De ontsteking ontstaat door een verstopping van de binnenkant van de appendix, hetzij door verdikking van het slijmvlies, hetzij door etensresten of stoelgang en zeldzaam door parasieten of tumor. Appendicitis kan op alle leeftijden voorkomen, maar komt het meest voor tussen de leeftijd van 10 en 17 jaar (2.5 per 1000), meer bij jongens dan bij meisjes.
Het natuurlijke verloop bestaat uit beginnende ontsteking, meestal aan de tip, evoluerend naar verdere ontsteking met begeleidende buikvliesontsteking en perforatie ('gesprongen appendix') over een gemiddeld verloop van 72u. Symptomen bestaan uit buikpijn (meestal rechts onder in de buik) , koorts, verminderde eetlust en braken.
De behandeling van appendicitis bestaat dan ook meestal uit het (snel) wegnemen van de appendix. In bijna alle gevallen kan dit met een kijkoperatie gebeuren, waarbij 3 kleine openingen (kleiner dan 1cm) worden gemaakt in de buik. In zeldzame gevallen beslist de chirurg om de ontsteking eerst met antibiotica onder controle te houden en achteraf de ingreep uit te voeren.

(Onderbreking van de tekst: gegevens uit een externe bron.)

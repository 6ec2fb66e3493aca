//! Reduction rules that commit forced choices without losing optimality.
//!
//! Each call applies at most one reduction and reports whether the state
//! changed; the engine loops until a fixpoint. Rules work on the residual
//! graph (the subgraph induced by the open vertices) and never touch the
//! [`Graph`] itself.

use crate::graph::Graph;

use super::state::CoverState;

/// Apply the first reduction rule that fires, in order:
///
/// 1. A vertex isolated in the residual graph covers nothing: exclude it.
/// 2. A vertex with exactly one open neighbour: include the neighbour,
///    which dominates it by also covering its own other edges.
/// 3. A vertex whose residual degree exceeds `upper_bound`: include it,
///    since leaving it out forces all of its neighbours in, blowing
///    past the best known cover.
///
/// Returns `true` if the state changed.
pub fn reduce_once(graph: &Graph, state: &mut CoverState, upper_bound: usize) -> bool {
    for v in 0..graph.num_vertices() {
        if state.is_possible(v) && state.possible_degree(graph, v) == 0 {
            state.exclude(v);
            return true;
        }
    }

    for v in 0..graph.num_vertices() {
        if !state.is_possible(v) {
            continue;
        }
        let mut open = graph.neighbors(v).iter().copied().filter(|&u| state.is_possible(u));
        if let (Some(u), None) = (open.next(), open.next()) {
            state.include(u);
            return true;
        }
    }

    for v in 0..graph.num_vertices() {
        if state.is_possible(v) && state.possible_degree(graph, v) > upper_bound {
            state.include(v);
            return true;
        }
    }

    false
}

/// Run [`reduce_once`] until no rule fires.
pub fn reduce_to_fixpoint(graph: &Graph, state: &mut CoverState, upper_bound: usize) {
    while reduce_once(graph, state, upper_bound) {}
}
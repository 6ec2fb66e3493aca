//! Partial cover assignment carried by every tree node.
//!
//! A [`CoverState`] partitions the vertex set into three groups:
//! `selected` (committed into the cover), `excluded` (committed out,
//! because selecting them is provably suboptimal at this node), and
//! `possible` (still open). The boolean mirror `is_selected` exists for
//! O(1) membership checks during rollouts.
//!
//! The pivot edge (`action_edge`) defines the binary action at the
//! owning node: include one endpoint or the other. `None` means no
//! residual edge remains and the node is terminal.

use std::collections::HashSet;

use crate::graph::Graph;

/// Partial vertex-cover assignment at a search tree node.
#[derive(Debug, Clone)]
pub struct CoverState {
    is_selected: Vec<bool>,
    selected: HashSet<usize>,
    excluded: HashSet<usize>,
    possible: HashSet<usize>,
    action_edge: Option<(usize, usize)>,
}

impl CoverState {
    /// Fresh state: every vertex open, nothing committed.
    #[must_use]
    pub fn new(num_vertices: usize) -> Self {
        Self {
            is_selected: vec![false; num_vertices],
            selected: HashSet::new(),
            excluded: HashSet::new(),
            possible: (0..num_vertices).collect(),
            action_edge: None,
        }
    }

    /// State rebuilt from a completed selection flag array, as produced
    /// by a rollout. Unselected vertices are left open.
    #[must_use]
    pub fn from_selected(is_selected: Vec<bool>) -> Self {
        let selected: HashSet<usize> =
            is_selected.iter().enumerate().filter_map(|(v, &s)| s.then_some(v)).collect();
        let possible: HashSet<usize> =
            is_selected.iter().enumerate().filter_map(|(v, &s)| (!s).then_some(v)).collect();
        Self { is_selected, selected, excluded: HashSet::new(), possible, action_edge: None }
    }

    /// Commit `v` into the cover. `v` must still be open.
    pub fn include(&mut self, v: usize) {
        assert!(self.possible.remove(&v), "include of vertex {v} that is not possible");
        self.is_selected[v] = true;
        self.selected.insert(v);
    }

    /// Commit `v` out of the cover. `v` must still be open.
    pub fn exclude(&mut self, v: usize) {
        assert!(self.possible.remove(&v), "exclude of vertex {v} that is not possible");
        self.excluded.insert(v);
    }

    /// True when `v` is committed into the cover.
    #[must_use]
    pub fn is_selected(&self, v: usize) -> bool {
        self.is_selected[v]
    }

    /// True when `v` is still open.
    #[must_use]
    pub fn is_possible(&self, v: usize) -> bool {
        self.possible.contains(&v)
    }

    /// Vertices committed into the cover.
    #[must_use]
    pub fn selected(&self) -> &HashSet<usize> {
        &self.selected
    }

    /// Vertices committed out of the cover.
    #[must_use]
    pub fn excluded(&self) -> &HashSet<usize> {
        &self.excluded
    }

    /// Vertices still open.
    #[must_use]
    pub fn possible(&self) -> &HashSet<usize> {
        &self.possible
    }

    /// Number of vertices committed into the cover.
    #[must_use]
    pub fn cover_size(&self) -> usize {
        self.selected.len()
    }

    /// Total number of vertices this state was built over.
    #[must_use]
    pub fn num_vertices(&self) -> usize {
        self.is_selected.len()
    }

    /// The pivot edge for the next expansion, if any.
    #[must_use]
    pub fn action_edge(&self) -> Option<(usize, usize)> {
        self.action_edge
    }

    /// Flip the pivot edge so the next expansion includes the other
    /// endpoint.
    pub(crate) fn swap_action_edge(&mut self) {
        if let Some((a, b)) = self.action_edge {
            self.action_edge = Some((b, a));
        }
    }

    /// Count `v`'s neighbours that are still open.
    #[must_use]
    pub fn possible_degree(&self, graph: &Graph, v: usize) -> usize {
        graph.neighbors(v).iter().filter(|u| self.possible.contains(u)).count()
    }

    /// Choose the pivot edge among edges with both endpoints open,
    /// maximising the residual-degree gap between the endpoints (ties
    /// broken by first encountered). A lopsided pivot makes the two
    /// branches maximally different.
    ///
    /// Returns `false` and clears the pivot when no residual edge
    /// remains; the state is then terminal.
    pub fn select_action_edge(&mut self, graph: &Graph) -> bool {
        let mut best: Option<((usize, usize), usize)> = None;
        for (u, v) in graph.edges() {
            if !self.possible.contains(&u) || !self.possible.contains(&v) {
                continue;
            }
            let gap = self.possible_degree(graph, u).abs_diff(self.possible_degree(graph, v));
            if best.map_or(true, |(_, best_gap)| gap > best_gap) {
                best = Some(((u, v), gap));
            }
        }
        self.action_edge = best.map(|(edge, _)| edge);
        self.action_edge.is_some()
    }

    /// Reward of a completed cover: `1 / |selected|`. Maximising the
    /// reward minimises the cover.
    #[must_use]
    pub fn evaluate(&self) -> f64 {
        assert!(!self.selected.is_empty(), "evaluate on a state with no selected vertices");
        1.0 / self.selected.len() as f64
    }

    /// True when every edge of `graph` has a selected endpoint.
    #[must_use]
    pub fn is_cover(&self, graph: &Graph) -> bool {
        graph.edges().all(|(u, v)| self.is_selected[u] || self.is_selected[v])
    }
}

Het verloop na de ingreep is afhankelijk van de graad van ontsteking. Bij de meeste eenvoudige ontstekingen, hoeven er geen verdere antibiotica toegediend te worden en kan de patiënt de volgende dag naar huis. Bij uitgebreidere ontsteking, dienen er wel antibiotica toegediend te worden en kan het nodig zijn om een wonddrain te plaatsen voor enkele dagen. Het verblijf kan dan enkele dagen tot een week langer zijn.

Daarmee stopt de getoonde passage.